Don’t Expect ‘Do-Gooder’ Corporations to Save the World

B Lab markets their do-gooder stamp of approval as a sign of global citizenship and transparency. In fact, it’s a half-measure signifying nothing.
Skyscraper big business

In 2006, in Louisville, Kentucky, Terena Bell opened a translation and language services company and called it “In Every Language.” The company’s motto was “Translating Words, Transforming Lives,” and its goal was ambitious. As Bell wrote in a piece for the Stanford Social Innovation Review, she wanted to “solve two global problems at once: the language barrier and world poverty.”

But not everyone in the community was excited about Bell’s work. After her business was opened in 2006, non-profits in the area began criticizing her for-profit approach. “The director of one resettlement agency accused me of trying to take advantage of ‘poor refugees’ for personal gain,” she wrote. “It didn’t take long to understand what she meant. She didn’t really think I was taking advantage of refugees; she thought I was profiting from them.”

To counter this notion, in 2011, Bell finished the process of establishing her business as a B Corporation, a certification recognizing that a company’s owner is using the business as “a force for good.” This purposefully vague definition allows B Lab—the non-profit organization behind B Corporation—to certify companies as disparate as print publications (Good magazine), tea from Buenos Aires (INTI ZEN), and a hardwood furniture company based in Portland (The Joinery).

To get certified, a company needs to pass a few minor legal requirements, and then take a B Impact Assessment survey, a questionnaire concerning the company’s impact across the categories of Governance, Workers, Community, and Environment. (Sample questions include: What percentage of energy used is renewable? How many days off do employees get? What percentage of management is from underserved populations?) If a company scores 80 out of a possible 200 points, they’re in. The company can then choose to pay a fee—between $500 and $50,000, depending on the company’s revenue—to get certified.

The idea behind a B certification might sound attractive at first: A company can use the certificate to brand itself plausibly as a force for good, in an age when consumers theoretically care about ethical consumption. Such a certification could help allay the fears of suspicious non-profits who see someone muscling into their field—but it’s also about developing an ethos of global citizenship, one that will theoretically foster relationships with other similarly idealistic corporations, then expanding to sell their products to even more conscientious customers.
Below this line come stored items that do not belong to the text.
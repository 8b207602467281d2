use super::condvar::{Condvar, private};
use super::lockable::Lockable;
use crate::sys::RawLock;
use crate::sys::platform;

use std::fmt;

/// A mutual exclusion lock its owner may take repeatedly.
///
/// Each [`lock`](Self::lock) by the owning thread must be balanced by one
/// [`unlock`](Self::unlock); other threads stay blocked until the count
/// drops back to zero. The count itself is kept by the native primitive.
///
/// # Examples
///
/// ```rust
/// use threadkit::{LockGuard, RecursiveMutex};
///
/// let mutex = RecursiveMutex::new();
///
/// let _outer = LockGuard::new(&mutex);
/// let _inner = LockGuard::new(&mutex);
/// ```
pub struct RecursiveMutex {
    inner: platform::RecursiveMutex,
}

impl RecursiveMutex {
    /// Creates an unlocked recursive mutex.
    pub fn new() -> Self {
        Self {
            inner: platform::RecursiveMutex::new(),
        }
    }

    /// Blocks until the calling thread holds the lock, or increments the
    /// count if it already does.
    pub fn lock(&self) {
        self.inner.lock();
    }

    /// Takes the lock if it is free or already held by the calling thread.
    pub fn try_lock(&self) -> bool {
        self.inner.try_lock()
    }

    /// Releases one level of ownership.
    ///
    /// # Safety
    ///
    /// The calling thread must hold the lock.
    pub unsafe fn unlock(&self) {
        unsafe { self.inner.unlock() }
    }
}

impl Default for RecursiveMutex {
    fn default() -> Self {
        Self::new()
    }
}

impl fmt::Debug for RecursiveMutex {
    fn fmt(&self, f: &mut fmt::Formatter<'_>) -> fmt::Result {
        f.debug_struct("RecursiveMutex").finish_non_exhaustive()
    }
}

impl Lockable for RecursiveMutex {
    fn lock(&self) {
        RecursiveMutex::lock(self)
    }

    fn try_lock(&self) -> bool {
        RecursiveMutex::try_lock(self)
    }

    unsafe fn unlock(&self) {
        unsafe { RecursiveMutex::unlock(self) }
    }
}

impl private::Sealed for RecursiveMutex {
    unsafe fn wait_on(&self, condvar: &Condvar) {
        unsafe { condvar.native().wait(&self.inner) }
    }
}

impl super::CondvarLock for RecursiveMutex {}
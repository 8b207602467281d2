use super::guard::LockGuard;
use super::lockable::Lockable;
use crate::sys::platform;

use std::fmt;

pub(crate) mod private {
    use super::Condvar;

    pub trait Sealed {
        /// Releases `self`, waits on `condvar`, reacquires `self`.
        ///
        /// # Safety
        ///
        /// The calling thread must hold `self`.
        unsafe fn wait_on(&self, condvar: &Condvar);
    }
}

/// Locks that can be paired with a [`Condvar`].
///
/// Implemented by [`Mutex`](super::Mutex) and
/// [`RecursiveMutex`](super::RecursiveMutex). This trait is sealed.
pub trait CondvarLock: Lockable + private::Sealed {}

/// A condition variable.
///
/// A `Condvar` lets threads sleep until another thread announces that
/// some shared state changed. It stores no reference to a mutex: every
/// call site passes the mutex that protects the state, and all waiters of
/// one condition variable must use the same mutex.
///
/// Waits can return without a notification (spurious wakeups), and
/// another thread may change the state between the notification and the
/// waiter reacquiring the mutex. Always re-check the condition in a loop,
/// or use [`wait_while`](Self::wait_while).
///
/// # Examples
///
/// ```rust
/// use std::sync::Arc;
/// use threadkit::{Atomic, Condvar, LockGuard, MemoryOrder, Mutex, Thread};
///
/// struct Shared {
///     mutex: Mutex,
///     ready: Condvar,
///     count: Atomic<i32>,
/// }
///
/// let shared = Arc::new(Shared {
///     mutex: Mutex::new(),
///     ready: Condvar::new(),
///     count: Atomic::new(0),
/// });
///
/// let mut producer = Thread::new(
///     |shared: Arc<Shared>| {
///         let _guard = LockGuard::new(&shared.mutex);
///         shared.count.store(1, MemoryOrder::Relaxed);
///         shared.ready.notify_all();
///     },
///     shared.clone(),
/// );
///
/// let mut guard = LockGuard::new(&shared.mutex);
/// shared
///     .ready
///     .wait_while(&mut guard, || shared.count.load(MemoryOrder::Relaxed) == 0);
/// drop(guard);
///
/// producer.join();
/// ```
pub struct Condvar {
    inner: platform::Condvar,
}

impl Condvar {
    /// Creates a condition variable with no waiters.
    pub fn new() -> Self {
        Self {
            inner: platform::Condvar::new(),
        }
    }

    pub(crate) fn native(&self) -> &platform::Condvar {
        &self.inner
    }

    /// Atomically releases `mutex` and blocks until woken, then reacquires
    /// `mutex` before returning.
    ///
    /// The thread wakes on [`notify_one`](Self::notify_one),
    /// [`notify_all`](Self::notify_all), or spuriously.
    ///
    /// # Safety
    ///
    /// The calling thread must hold `mutex`, exactly once for a
    /// [`RecursiveMutex`](super::RecursiveMutex).
    pub unsafe fn wait<M: CondvarLock>(&self, mutex: &M) {
        unsafe { mutex.wait_on(self) }
    }

    /// Waits on the mutex held by `guard`.
    ///
    /// # Panics
    ///
    /// Panics if `guard` is empty.
    ///
    /// # Deadlocks
    ///
    /// A [`RecursiveMutex`](super::RecursiveMutex) must be held exactly
    /// once. The wait releases a single level of ownership, so with nested
    /// guards the notifier can never take the mutex.
    pub fn wait_guard<M: CondvarLock>(&self, guard: &mut LockGuard<'_, M>) {
        let mutex = guard
            .mutex()
            .expect("Condvar::wait_guard called with an empty LockGuard");

        unsafe { self.wait(mutex) }
    }

    /// Waits on the mutex held by `guard` for as long as `condition`
    /// returns `true`.
    ///
    /// `condition` is evaluated with the mutex held, before the first wait
    /// and after every wakeup.
    ///
    /// # Panics
    ///
    /// Panics if `guard` is empty.
    ///
    /// # Deadlocks
    ///
    /// A [`RecursiveMutex`](super::RecursiveMutex) must be held exactly
    /// once. The wait releases a single level of ownership, so with nested
    /// guards the notifier can never take the mutex.
    pub fn wait_while<M, F>(&self, guard: &mut LockGuard<'_, M>, mut condition: F)
    where
        M: CondvarLock,
        F: FnMut() -> bool,
    {
        while condition() {
            self.wait_guard(guard);
        }
    }

    /// Wakes one thread currently blocked on this condition variable.
    ///
    /// Only threads that started waiting before this call are eligible.
    /// Does nothing if no thread is waiting.
    pub fn notify_one(&self) {
        self.inner.notify_one();
    }

    /// Wakes every thread currently blocked on this condition variable.
    ///
    /// Only threads that started waiting before this call are woken.
    pub fn notify_all(&self) {
        self.inner.notify_all();
    }
}

impl Default for Condvar {
    fn default() -> Self {
        Self::new()
    }
}

impl fmt::Debug for Condvar {
    fn fmt(&self, f: &mut fmt::Formatter<'_>) -> fmt::Result {
        f.debug_struct("Condvar").finish_non_exhaustive()
    }
}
By numbers alone, the process has been a success. The front page of the B Lab site currently has a running tally of 2,133 corporations in 50 countries, representing 130 industries, that are official B Corporations. But Bell’s In Every Language company is no longer among them.

While the veiled hostility from the other non-profits simmered down (either because of the certification, or simply because they became more familiar with the work being done), when it came time to renew the certificate, Bell chose not to. When I asked her why, she was blunt about how the cost for the certificate (“one-hundred-and-something bucks”) didn’t match what she got out of it (“we got jack shit”). “The cause is a valid one,” Bell tells me, “but I could do something else with that money.”

Why didn’t it work for Bell, and could this certification ever be a good idea for other companies? One problem may be lack of awareness. B Lab describes its certificate as “what Fair Trade certification is to coffee or USDA Organic certification is to milk,” but, as a member of said consuming public, I’ve known about its existence for only a month or so. It’s impossible to support a business because it’s a B Corporation when you don’t know what that means.

Another problem may be the low barrier to entry. I don’t care what test you’re taking; if a passing grade is less than half (in this case, 80 out of 200), the test likely needs some work, as certain standards may not be up to par to what the definition of “force for good” means.

Conscious Company magazine
(Photo: Conscious Company)

For instance, as a freelance writer, I was curious to see what publications qualified as a B Corporation. One of them was Conscious Company magazine, founded in 2014 as “a magazine for business leaders, entrepreneurs, and the next generation of professionals looking for meaning and mission in their work.” According to its B Corporations profile, it scored a whopping 167 out of 200 on the BIA, placing it well above the median of 55.

Yet, when looking at the score breakdown for Conscious Company, I noticed they scored an “N/A” on its listing for workers. When I visited the magazine’s submissions guidelines, I saw why. The editors don’t use workers, but rather rely on a “community of forward-thinking, influential changemakers to help us co-create the content.” Now, I don’t quite know what that means, other than that they don’t pay their writers. And from the point of view of this writer, it’s tough for me to see how using free labor is a force for good.

But perhaps the biggest problem with B Corporation certification is that it doesn’t quite see that “a force for good” and “business” are somewhat inherent contradictions.

“B Lab presents itself as a philosophy, but they’re a business,” Bell says. “They may file as a non-profit, but it’s all about them getting so many checks in, and stamps out there, and they have their own bills to meet. It’s not positive or negative, but it’s like putting on flour that it has riboflavin inside. I just don’t really care.”

This contradiction is perhaps nowhere as evident as in the last paragraph on the company’s page explaining “Why B Corps Matter“: “Collectively, B Corps lead a growing global movement of people using business as a force for good. Through the power of their collective voice, one day all companies will compete to be best for the world, and society will enjoy a more shared and durable prosperity for all.”

While I have a hard time believing even the most grizzled oil company chief executive disagrees with the sentiments that business should be a force for good, and that they should compete for what’s best for the world, it is telling that the italicized phrases themselves are trademarked, suggesting that some lawyer made sure the company has laid claim to … the concepts of using businesses to be good.

Because really, you can’t solve the unpleasant byproducts of doing business merely by using business as a solution. A business’ secondary responsibility may be to the environment, or to its workers, or to helping out the community where it resides. But its primary responsibility will always be earning a profit. Logistically, if it doesn’t do that, it can’t do the rest. And as long as it’s the No. 1 goal, the others can always be compromised.